● The input:
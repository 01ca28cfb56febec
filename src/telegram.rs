//! Telegram Bot API boundary.
//!
//! The rest of the crate talks to Telegram through [`EventSource`] and only sees
//! the trimmed-down `Raw*` update shapes defined here, so tests can drive the
//! bot with hand-built updates.
use async_trait::async_trait;
use teloxide::payloads::{AnswerCallbackQuerySetters, GetUpdatesSetters, SendMessageSetters};
use teloxide::prelude::*;
use teloxide::types::{
    ChatId, InlineKeyboardButton, InlineKeyboardMarkup, Message, Update, UpdateKind,
};
use thiserror::Error;
use tracing::instrument;

use crate::config::Config;

#[derive(Debug, Error)]
pub enum TransportError {
    #[error("telegram request failed: {0}")]
    Request(#[from] teloxide::RequestError),
    #[error("event source unavailable: {0}")]
    Unavailable(String),
}

#[derive(Debug, Clone, PartialEq, Eq)]
pub struct RawUser {
    pub id: u64,
    pub username: Option<String>,
}

#[derive(Debug, Clone, PartialEq, Eq)]
pub struct RawMessage {
    pub chat_id: i64,
    pub from: Option<RawUser>,
    pub text: Option<String>,
}

#[derive(Debug, Clone, PartialEq, Eq)]
pub struct RawCallbackQuery {
    pub id: String,
    pub from: RawUser,
    /// The message carrying the pressed button; absent for inline-mode messages.
    pub message: Option<RawMessage>,
    pub data: Option<String>,
}

#[derive(Debug, Clone, PartialEq, Eq)]
pub enum RawUpdateKind {
    Message(RawMessage),
    CallbackQuery(RawCallbackQuery),
    Other,
}

#[derive(Debug, Clone, PartialEq, Eq)]
pub struct RawUpdate {
    pub id: i64,
    pub kind: RawUpdateKind,
}

/// Inline keyboard attached to an outgoing message: rows of (label, callback data).
#[derive(Debug, Clone, Default, PartialEq, Eq)]
pub struct Keyboard {
    pub rows: Vec<Vec<(String, String)>>,
}

impl Keyboard {
    pub fn single(label: impl Into<String>, data: impl Into<String>) -> Self {
        Self {
            rows: vec![vec![(label.into(), data.into())]],
        }
    }

    fn to_markup(&self) -> InlineKeyboardMarkup {
        InlineKeyboardMarkup::new(self.rows.iter().map(|row| {
            row.iter()
                .map(|(label, data)| InlineKeyboardButton::callback(label.clone(), data.clone()))
                .collect::<Vec<_>>()
        }))
    }
}

#[async_trait]
pub trait EventSource: Send + Sync {
    /// Up to `limit` updates with id >= `offset`.
    async fn updates(&self, offset: i64, limit: u8) -> Result<Vec<RawUpdate>, TransportError>;

    async fn send_message(
        &self,
        chat_id: i64,
        text: &str,
        keyboard: Option<Keyboard>,
    ) -> Result<(), TransportError>;

    async fn answer_callback(
        &self,
        callback_id: &str,
        text: &str,
        show_alert: Option<bool>,
    ) -> Result<(), TransportError>;
}

/// [`EventSource`] backed by the Bot API through teloxide.
#[derive(Clone)]
pub struct TelegramSource {
    bot: Bot,
    poll_timeout_secs: u32,
}

impl std::fmt::Debug for TelegramSource {
    fn fmt(&self, f: &mut std::fmt::Formatter<'_>) -> std::fmt::Result {
        f.debug_struct("TelegramSource")
            .field("api_url", &self.bot.api_url().as_str())
            .finish_non_exhaustive()
    }
}

impl TelegramSource {
    pub fn new(bot: Bot, poll_timeout_secs: u32) -> Self {
        Self {
            bot,
            poll_timeout_secs,
        }
    }

    pub fn from_config(cfg: &Config) -> anyhow::Result<Self> {
        let mut bot = Bot::new(cfg.telegram.bot_token.clone());
        if let Some(api_url) = &cfg.telegram.api_url {
            bot = bot.set_api_url(reqwest::Url::parse(api_url)?);
        }
        Ok(Self::new(bot, cfg.telegram.poll_timeout_secs))
    }
}

fn raw_user(user: &teloxide::types::User) -> RawUser {
    RawUser {
        id: user.id.0,
        username: user.username.clone(),
    }
}

fn raw_message(msg: &Message) -> RawMessage {
    RawMessage {
        chat_id: msg.chat.id.0,
        from: msg.from().map(raw_user),
        text: msg.text().map(str::to_owned),
    }
}

fn raw_update(update: &Update) -> RawUpdate {
    let kind = match &update.kind {
        UpdateKind::Message(msg) => RawUpdateKind::Message(raw_message(msg)),
        UpdateKind::CallbackQuery(q) => RawUpdateKind::CallbackQuery(RawCallbackQuery {
            id: q.id.clone(),
            from: raw_user(&q.from),
            message: q.message.as_ref().map(raw_message),
            data: q.data.clone(),
        }),
        _ => RawUpdateKind::Other,
    };
    RawUpdate {
        id: i64::from(update.id),
        kind,
    }
}

#[async_trait]
impl EventSource for TelegramSource {
    #[instrument(skip_all)]
    async fn updates(&self, offset: i64, limit: u8) -> Result<Vec<RawUpdate>, TransportError> {
        let offset = i32::try_from(offset)
            .map_err(|_| TransportError::Unavailable(format!("offset {offset} out of range")))?;
        let updates = self
            .bot
            .get_updates()
            .offset(offset)
            .limit(limit)
            .timeout(self.poll_timeout_secs)
            .await?;
        Ok(updates.iter().map(raw_update).collect())
    }

    #[instrument(skip_all)]
    async fn send_message(
        &self,
        chat_id: i64,
        text: &str,
        keyboard: Option<Keyboard>,
    ) -> Result<(), TransportError> {
        let mut req = self.bot.send_message(ChatId(chat_id), text);
        if let Some(keyboard) = keyboard {
            req = req.reply_markup(keyboard.to_markup());
        }
        req.await?;
        Ok(())
    }

    #[instrument(skip_all)]
    async fn answer_callback(
        &self,
        callback_id: &str,
        text: &str,
        show_alert: Option<bool>,
    ) -> Result<(), TransportError> {
        let mut req = self.bot.answer_callback_query(callback_id).text(text);
        if let Some(show_alert) = show_alert {
            req = req.show_alert(show_alert);
        }
        req.await?;
        Ok(())
    }
}
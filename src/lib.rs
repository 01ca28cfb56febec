//! Read-later Telegram bot: long-polls updates, fans them out to a bounded worker
//! pool and keeps a per-user list of saved pages.

pub mod config;
pub mod consumer;
pub mod db;
pub mod fetcher;
pub mod handlers;
pub mod model;
pub mod state;
pub mod telegram;
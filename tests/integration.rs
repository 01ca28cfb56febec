use async_trait::async_trait;
use std::sync::Arc;
use tg_readlater::consumer::Processor;
use tg_readlater::db::{self, ItemStore, SqliteStore, StorageError};
use tg_readlater::handlers::{
    CommandRouter, ProcessError, MSG_ALREADY_EXISTS, MSG_HELLO, MSG_HELP, MSG_NO_SAVED_PAGES,
    MSG_SAVED, MSG_UNKNOWN_COMMAND,
};
use tg_readlater::model::{Event, Item, RoutingMeta};
use tg_readlater::state::{MemoryStateStore, StateError, StateStore};
use tg_readlater::telegram::{EventSource, Keyboard, RawUpdate, TransportError};
use tokio::sync::Mutex;

async fn setup_store() -> SqliteStore {
    let pool = db::init_pool("sqlite::memory:").await.unwrap();
    db::run_migrations(&pool).await.unwrap();
    SqliteStore::new(pool)
}

#[derive(Debug, Clone, PartialEq, Eq)]
struct Sent {
    chat_id: i64,
    text: String,
    keyboard: Option<Keyboard>,
}

#[derive(Clone, Default)]
struct RecordingSource {
    sent: Arc<Mutex<Vec<Sent>>>,
    answers: Arc<Mutex<Vec<(String, String)>>>,
    fail_sends: bool,
}

impl RecordingSource {
    fn failing() -> Self {
        Self {
            fail_sends: true,
            ..Default::default()
        }
    }

    async fn sent(&self) -> Vec<Sent> {
        self.sent.lock().await.clone()
    }

    async fn answers(&self) -> Vec<(String, String)> {
        self.answers.lock().await.clone()
    }
}

#[async_trait]
impl EventSource for RecordingSource {
    async fn updates(&self, _offset: i64, _limit: u8) -> Result<Vec<RawUpdate>, TransportError> {
        Ok(Vec::new())
    }

    async fn send_message(
        &self,
        chat_id: i64,
        text: &str,
        keyboard: Option<Keyboard>,
    ) -> Result<(), TransportError> {
        if self.fail_sends {
            return Err(TransportError::Unavailable("send failed".into()));
        }
        self.sent.lock().await.push(Sent {
            chat_id,
            text: text.to_string(),
            keyboard,
        });
        Ok(())
    }

    async fn answer_callback(
        &self,
        callback_id: &str,
        text: &str,
        _show_alert: Option<bool>,
    ) -> Result<(), TransportError> {
        self.answers
            .lock()
            .await
            .push((callback_id.to_string(), text.to_string()));
        Ok(())
    }
}

/// Wraps a real store and records every call made to it.
#[derive(Clone)]
struct RecordingStore {
    inner: Arc<dyn ItemStore>,
    calls: Arc<Mutex<Vec<String>>>,
    fail: bool,
}

impl RecordingStore {
    fn new(inner: Arc<dyn ItemStore>) -> Self {
        Self {
            inner,
            calls: Arc::default(),
            fail: false,
        }
    }

    async fn calls(&self) -> Vec<String> {
        self.calls.lock().await.clone()
    }

    async fn record(&self, call: String) -> Result<(), StorageError> {
        self.calls.lock().await.push(call);
        if self.fail {
            return Err(StorageError::Io(std::io::Error::new(std::io::ErrorKind::Other, "disk on fire")));
        }
        Ok(())
    }
}

#[async_trait]
impl ItemStore for RecordingStore {
    async fn save(&self, item: &Item) -> Result<(), StorageError> {
        self.record(format!("save {}", item.url)).await?;
        self.inner.save(item).await
    }

    async fn exists(&self, item: &Item) -> Result<bool, StorageError> {
        self.record(format!("exists {}", item.url)).await?;
        self.inner.exists(item).await
    }

    async fn pick_random(&self, owner: &str) -> Result<Option<Item>, StorageError> {
        self.record(format!("pick_random {owner}")).await?;
        self.inner.pick_random(owner).await
    }

    async fn remove(&self, item: &Item) -> Result<(), StorageError> {
        self.record(format!("remove {}", item.url)).await?;
        self.inner.remove(item).await
    }
}

#[derive(Default)]
struct RecordingState {
    sets: Mutex<Vec<(String, String)>>,
}

#[async_trait]
impl StateStore for RecordingState {
    async fn get(&self, key: &str) -> Result<String, StateError> {
        Err(StateError::NotFound(key.to_string()))
    }

    async fn set(&self, key: &str, value: &str) -> Result<(), StateError> {
        self.sets
            .lock()
            .await
            .push((key.to_string(), value.to_string()));
        Ok(())
    }

    async fn delete(&self, _key: &str) -> Result<(), StateError> {
        Ok(())
    }
}

fn message(text: &str, owner: &str) -> Event {
    Event::Message {
        text: text.to_string(),
        meta: RoutingMeta {
            chat_id: 42,
            username: owner.to_string(),
        },
    }
}

fn router(source: &RecordingSource, store: Arc<dyn ItemStore>) -> CommandRouter {
    CommandRouter::new(
        Arc::new(source.clone()),
        store,
        Arc::new(MemoryStateStore::new()),
    )
}

#[tokio::test]
async fn saving_a_url_stores_it_and_replies_saved() {
    let store = Arc::new(setup_store().await);
    let source = RecordingSource::default();
    let router = router(&source, store.clone());

    router
        .process(message("https://example.com/a", "alice"))
        .await
        .unwrap();

    assert!(store
        .exists(&Item::new("https://example.com/a", "alice"))
        .await
        .unwrap());
    assert_eq!(store.count("alice").await.unwrap(), 1);
    let sent = source.sent().await;
    assert_eq!(sent.len(), 1);
    assert_eq!(sent[0].chat_id, 42);
    assert_eq!(sent[0].text, MSG_SAVED);
}

#[tokio::test]
async fn saving_the_same_url_twice_keeps_one_item() {
    let store = Arc::new(setup_store().await);
    let source = RecordingSource::default();
    let router = router(&source, store.clone());

    router
        .process(message("https://example.com/a", "alice"))
        .await
        .unwrap();
    router
        .process(message("  https://example.com/a  ", "alice"))
        .await
        .unwrap();

    assert_eq!(store.count("alice").await.unwrap(), 1);
    let texts: Vec<String> = source.sent().await.into_iter().map(|s| s.text).collect();
    assert_eq!(texts, vec![MSG_SAVED.to_string(), MSG_ALREADY_EXISTS.to_string()]);
}

#[tokio::test]
async fn same_url_for_another_owner_is_a_separate_item() {
    let store = Arc::new(setup_store().await);
    let source = RecordingSource::default();
    let router = router(&source, store.clone());

    router
        .process(message("https://example.com/a", "alice"))
        .await
        .unwrap();
    router
        .process(message("https://example.com/a", "bob"))
        .await
        .unwrap();

    assert_eq!(store.count("alice").await.unwrap(), 1);
    assert_eq!(store.count("bob").await.unwrap(), 1);
}

#[tokio::test]
async fn random_on_empty_store_replies_no_saved_pages() {
    let inner: Arc<dyn ItemStore> = Arc::new(setup_store().await);
    let store = RecordingStore::new(inner);
    let source = RecordingSource::default();
    let router = router(&source, Arc::new(store.clone()));

    router.process(message("/rnd", "bob")).await.unwrap();

    let sent = source.sent().await;
    assert_eq!(sent.len(), 1);
    assert_eq!(sent[0].text, MSG_NO_SAVED_PAGES);
    assert_eq!(store.calls().await, vec!["pick_random bob".to_string()]);
}

#[tokio::test]
async fn random_sends_then_removes_the_picked_page() {
    let inner = Arc::new(setup_store().await);
    let page = Item::new("https://example.com/a", "alice");
    inner.save(&page).await.unwrap();
    let store = RecordingStore::new(inner.clone());
    let source = RecordingSource::default();
    let router = router(&source, Arc::new(store.clone()));

    router.process(message("/rnd", "alice")).await.unwrap();

    let sent = source.sent().await;
    assert_eq!(sent.len(), 1);
    assert_eq!(sent[0].text, "https://example.com/a");
    assert_eq!(
        store.calls().await,
        vec![
            "pick_random alice".to_string(),
            "remove https://example.com/a".to_string()
        ]
    );
    assert!(!inner.exists(&page).await.unwrap());
}

#[tokio::test]
async fn random_keeps_the_page_when_the_reply_fails() {
    let inner = Arc::new(setup_store().await);
    let page = Item::new("https://example.com/a", "alice");
    inner.save(&page).await.unwrap();
    let source = RecordingSource::failing();
    let router = router(&source, inner.clone());

    let err = router.process(message("/rnd", "alice")).await.unwrap_err();

    assert!(matches!(err, ProcessError::Transport { .. }));
    assert!(inner.exists(&page).await.unwrap());
}

#[tokio::test]
async fn storage_failure_suppresses_the_reply() {
    let inner: Arc<dyn ItemStore> = Arc::new(setup_store().await);
    let mut store = RecordingStore::new(inner);
    store.fail = true;
    let source = RecordingSource::default();
    let router = router(&source, Arc::new(store));

    let err = router
        .process(message("https://example.com/a", "alice"))
        .await
        .unwrap_err();

    match err {
        ProcessError::Storage { op, .. } => assert_eq!(op, "do cmd save page"),
        other => panic!("unexpected error: {other:?}"),
    }
    assert!(source.sent().await.is_empty());
}

#[tokio::test]
async fn help_start_and_unknown_commands() {
    let store = Arc::new(setup_store().await);
    let source = RecordingSource::default();
    let router = router(&source, store);

    router.process(message("/help", "alice")).await.unwrap();
    router.process(message("/start", "alice")).await.unwrap();
    router.process(message("hello there", "alice")).await.unwrap();

    let sent = source.sent().await;
    assert_eq!(sent.len(), 3);
    assert_eq!(sent[0].text, MSG_HELP);
    assert_eq!(sent[0].keyboard, None);
    assert_eq!(sent[1].text, format!("{MSG_HELLO}{MSG_HELP}"));
    assert!(sent[1].keyboard.is_some());
    assert_eq!(sent[2].text, MSG_UNKNOWN_COMMAND);
}

#[tokio::test]
async fn callback_sets_state_and_answers() {
    let store = Arc::new(setup_store().await);
    let source = RecordingSource::default();
    let state = Arc::new(RecordingState::default());
    let router = CommandRouter::new(Arc::new(source.clone()), store, state.clone());

    router
        .process(Event::CallbackQuery {
            text: "ack".into(),
            meta: RoutingMeta {
                chat_id: 42,
                username: "alice".into(),
            },
            callback_id: "cb1".into(),
        })
        .await
        .unwrap();

    assert_eq!(
        *state.sets.lock().await,
        vec![("42".to_string(), "waiting_for_input".to_string())]
    );
    assert_eq!(
        source.answers().await,
        vec![("cb1".to_string(), "ack".to_string())]
    );
    assert!(source.sent().await.is_empty());
}

#[tokio::test]
async fn unknown_event_is_rejected_without_side_effects() {
    let inner: Arc<dyn ItemStore> = Arc::new(setup_store().await);
    let store = RecordingStore::new(inner);
    let source = RecordingSource::default();
    let state = Arc::new(RecordingState::default());
    let router = CommandRouter::new(
        Arc::new(source.clone()),
        Arc::new(store.clone()),
        state.clone(),
    );

    let err = router
        .process(Event::Unknown { update_id: 9 })
        .await
        .unwrap_err();

    assert!(matches!(err, ProcessError::UnknownEventType));
    assert!(store.calls().await.is_empty());
    assert!(state.sets.lock().await.is_empty());
    assert!(source.sent().await.is_empty());
    assert!(source.answers().await.is_empty());
}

● Exercise aim: Each line above that contains the word "EventSource" counts once; give the total and no other text.

● Result below: 6